South Africa is a country where motor vehicle insurance is already very expensive, and premiums will certainly continue to escalate beyond the inflation rate.
This could have far-reaching implications because only 30% of all vehicles on the road are insured.
According to the South African Insurance Association (SAIA), 70% of all claims for vehicle damage received by the insurers are the result of accidents. Abuse of alcohol plays a role in a large proportion of these accidents.
The accident statistics are alarming. Every day 36 people die on South African roads and 14 000 accidents occur each year. Those dying on the roads every day include 15 pedestrians and three taxi-accident fatalities. According to SAIA's statistics there are 7 000 taxi accidents a year.
The accident statistics put pressure not only on insurers but also on the banks financing vehicles. Consumers ultimately suffer huge financial consequences.
The five large vehicle financiers annually write off some R500m as a result of damage to uninsured vehicles.
In addition, the short-term insurers all reflect losses on their vehicle books. In turn, insurers' losses currently result in their rejecting many claims resulting from accident damage.
The situation is currently so parlous that some vehicle financiers have created internal divisions to negotiate rejected claims with insurers on behalf of vehicle owners.
Another factor contributing to vehicle financiers' and consumers' big losses is the fact that many people have no insurance - or are underinsured.
Marcel de Klerk, chief executive of Absa Vehicle and Asset Finance, says in terms of finance agreements cars must be ensured. People, however, often cancel the insurance as soon as they feel the premiums are financially burdensome.
Then, when the car is in an accident, there is scant chance that the underinsured can pay for the accident damage, or the outstanding instalments on the vehicle (which he possibly no longer has). De Klerk notes that financiers do everything in their power to collect some of the arrears, but the full amount is seldom recovered.

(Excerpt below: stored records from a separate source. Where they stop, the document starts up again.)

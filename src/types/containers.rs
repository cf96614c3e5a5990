use std::collections::{BTreeMap, HashMap, VecDeque};
use std::hash::{BuildHasher, Hash};

use smol_str::SmolStr;

use crate::error::{ErrorKind, ParseErrors, PathSegment};
use crate::parse::Parse;
use crate::reader::Reader;
use crate::write::Write;
use crate::writer::Writer;

impl<T: Parse> Parse for Option<T> {
    fn parse<R: Reader>(reader: &R, var: R::Var) -> Result<Self, ParseErrors> {
        if reader.is_empty(var) {
            return Ok(None);
        }
        T::parse(reader, var).map(Some)
    }

    fn from_missing() -> Option<Self> {
        Some(None)
    }
}

impl<T: Write> Write for Option<T> {
    fn write<W: Writer>(&self, writer: &W) -> W::Var {
        match self {
            Some(value) => value.write(writer),
            None => writer.null(),
        }
    }

    fn is_absent(&self) -> bool {
        self.is_none()
    }
}

// The owning indirection that breaks recursive record definitions.
impl<T: Parse> Parse for Box<T> {
    const HAS_CUSTOM_CONSTRUCTOR: bool = T::HAS_CUSTOM_CONSTRUCTOR;

    fn parse<R: Reader>(reader: &R, var: R::Var) -> Result<Self, ParseErrors> {
        T::parse(reader, var).map(Box::new)
    }

    fn from_missing() -> Option<Self> {
        T::from_missing().map(Box::new)
    }
}

impl<T: Write + ?Sized> Write for Box<T> {
    fn write<W: Writer>(&self, writer: &W) -> W::Var {
        (**self).write(writer)
    }

    fn is_absent(&self) -> bool {
        (**self).is_absent()
    }
}

fn parse_elements<T: Parse, R: Reader>(reader: &R, var: R::Var) -> Result<Vec<T>, ParseErrors> {
    let array = reader.to_array(var)?;
    let vars = reader.to_vec(array);
    let mut items = Vec::with_capacity(vars.len());
    let mut errors = ParseErrors::new();
    for (index, item) in vars.into_iter().enumerate() {
        match T::parse(reader, item) {
            Ok(value) => items.push(value),
            Err(err) => errors.append(err.prefixed(PathSegment::Index(index))),
        }
    }
    if errors.is_empty() {
        Ok(items)
    } else {
        Err(errors)
    }
}

fn write_elements<'a, T, W, I>(writer: &W, len: usize, items: I) -> W::Var
where
    T: Write + 'a,
    W: Writer,
    I: IntoIterator<Item = &'a T>,
{
    let mut array = writer.new_array(len);
    for item in items {
        let var = item.write(writer);
        writer.push(&mut array, var);
    }
    writer.finish_array(array)
}

impl<T: Parse> Parse for Vec<T> {
    fn parse<R: Reader>(reader: &R, var: R::Var) -> Result<Self, ParseErrors> {
        parse_elements(reader, var)
    }
}

impl<T: Write> Write for Vec<T> {
    fn write<W: Writer>(&self, writer: &W) -> W::Var {
        write_elements(writer, self.len(), self)
    }
}

impl<T: Parse> Parse for VecDeque<T> {
    fn parse<R: Reader>(reader: &R, var: R::Var) -> Result<Self, ParseErrors> {
        parse_elements(reader, var).map(VecDeque::from)
    }
}

impl<T: Write> Write for VecDeque<T> {
    fn write<W: Writer>(&self, writer: &W) -> W::Var {
        write_elements(writer, self.len(), self)
    }
}

/// Types that can key an object. Keys always travel as strings, so a map
/// keyed by integers reads `{"1": ..}` and writes it back the same way.
pub trait MapKey: Sized {
    fn to_key(&self) -> String;

    fn from_key(key: &str) -> Result<Self, ErrorKind>;
}

impl MapKey for String {
    fn to_key(&self) -> String {
        self.clone()
    }

    fn from_key(key: &str) -> Result<Self, ErrorKind> {
        Ok(key.to_string())
    }
}

macro_rules! integer_key {
    ($($ty:ty => $expected:literal),*) => {
        $(
            impl MapKey for $ty {
                fn to_key(&self) -> String {
                    itoa::Buffer::new().format(*self).to_string()
                }

                fn from_key(key: &str) -> Result<Self, ErrorKind> {
                    key.parse().map_err(|_| ErrorKind::cast($expected))
                }
            }
        )*
    };
}

integer_key!(
    i8 => "int", i16 => "int", i32 => "int", i64 => "int", isize => "int",
    u8 => "unsigned int", u16 => "unsigned int", u32 => "unsigned int",
    u64 => "unsigned int", usize => "unsigned int"
);

/// Entries in input order. Collecting into a map keeps the last duplicate.
pub(super) fn parse_entries<K: MapKey, T: Parse, R: Reader>(
    reader: &R,
    var: R::Var,
) -> Result<Vec<(K, T)>, ParseErrors> {
    let object = reader.to_object(var)?;
    let entries = reader.to_map(object);
    let mut parsed = Vec::with_capacity(entries.len());
    let mut errors = ParseErrors::new();
    for (key, item) in entries {
        match (K::from_key(&key), T::parse(reader, item)) {
            (Ok(k), Ok(value)) => parsed.push((k, value)),
            (k, value) => {
                let segment = PathSegment::Key(SmolStr::new(&key));
                if let Err(kind) = k {
                    errors.append(ParseErrors::from(kind).prefixed(segment.clone()));
                }
                if let Err(err) = value {
                    errors.append(err.prefixed(segment));
                }
            }
        }
    }
    if errors.is_empty() {
        Ok(parsed)
    } else {
        Err(errors)
    }
}

pub(super) fn write_entries<'a, K, T, W, I>(writer: &W, len: usize, entries: I) -> W::Var
where
    K: MapKey + 'a,
    T: Write + 'a,
    W: Writer,
    I: IntoIterator<Item = (&'a K, &'a T)>,
{
    let mut object = writer.new_object(len);
    for (key, value) in entries {
        let var = value.write(writer);
        writer.insert(&mut object, &key.to_key(), var);
    }
    writer.finish_object(object)
}

impl<K: MapKey + Ord, T: Parse> Parse for BTreeMap<K, T> {
    fn parse<R: Reader>(reader: &R, var: R::Var) -> Result<Self, ParseErrors> {
        parse_entries(reader, var).map(|entries| entries.into_iter().collect())
    }
}

impl<K: MapKey, T: Write> Write for BTreeMap<K, T> {
    fn write<W: Writer>(&self, writer: &W) -> W::Var {
        write_entries(writer, self.len(), self)
    }
}

impl<K, T, S> Parse for HashMap<K, T, S>
where
    K: MapKey + Eq + Hash,
    T: Parse,
    S: BuildHasher + Default,
{
    fn parse<R: Reader>(reader: &R, var: R::Var) -> Result<Self, ParseErrors> {
        parse_entries(reader, var).map(|entries| entries.into_iter().collect())
    }
}

impl<K: MapKey, T: Write, S: BuildHasher> Write for HashMap<K, T, S> {
    fn write<W: Writer>(&self, writer: &W) -> W::Var {
        write_entries(writer, self.len(), self)
    }
}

Consumers also experience losses owing to underinsured vehicles. They often try to keep the premiums as low as possible, thus committing themselves to unaffordable excess payments.
De Klerk reckons consumers should guard against buying a pig in a poke with a premium that is too low and excess payments that are then too high.
The TransUnion credit bureau and some of the insurers and vehicle financiers are together involved in compiling a database in which insurers and bankers' information can be compared.
This database will enable TransUnion to monitor when insurance is cancelled, at which point it will inform the financier. This will reduce the number of underinsured vehicles and save the banks a lot of money.
De Klerk reckons the best solution for insurers, vehicle financiers and consumers would be to make vehicle insurance compulsory.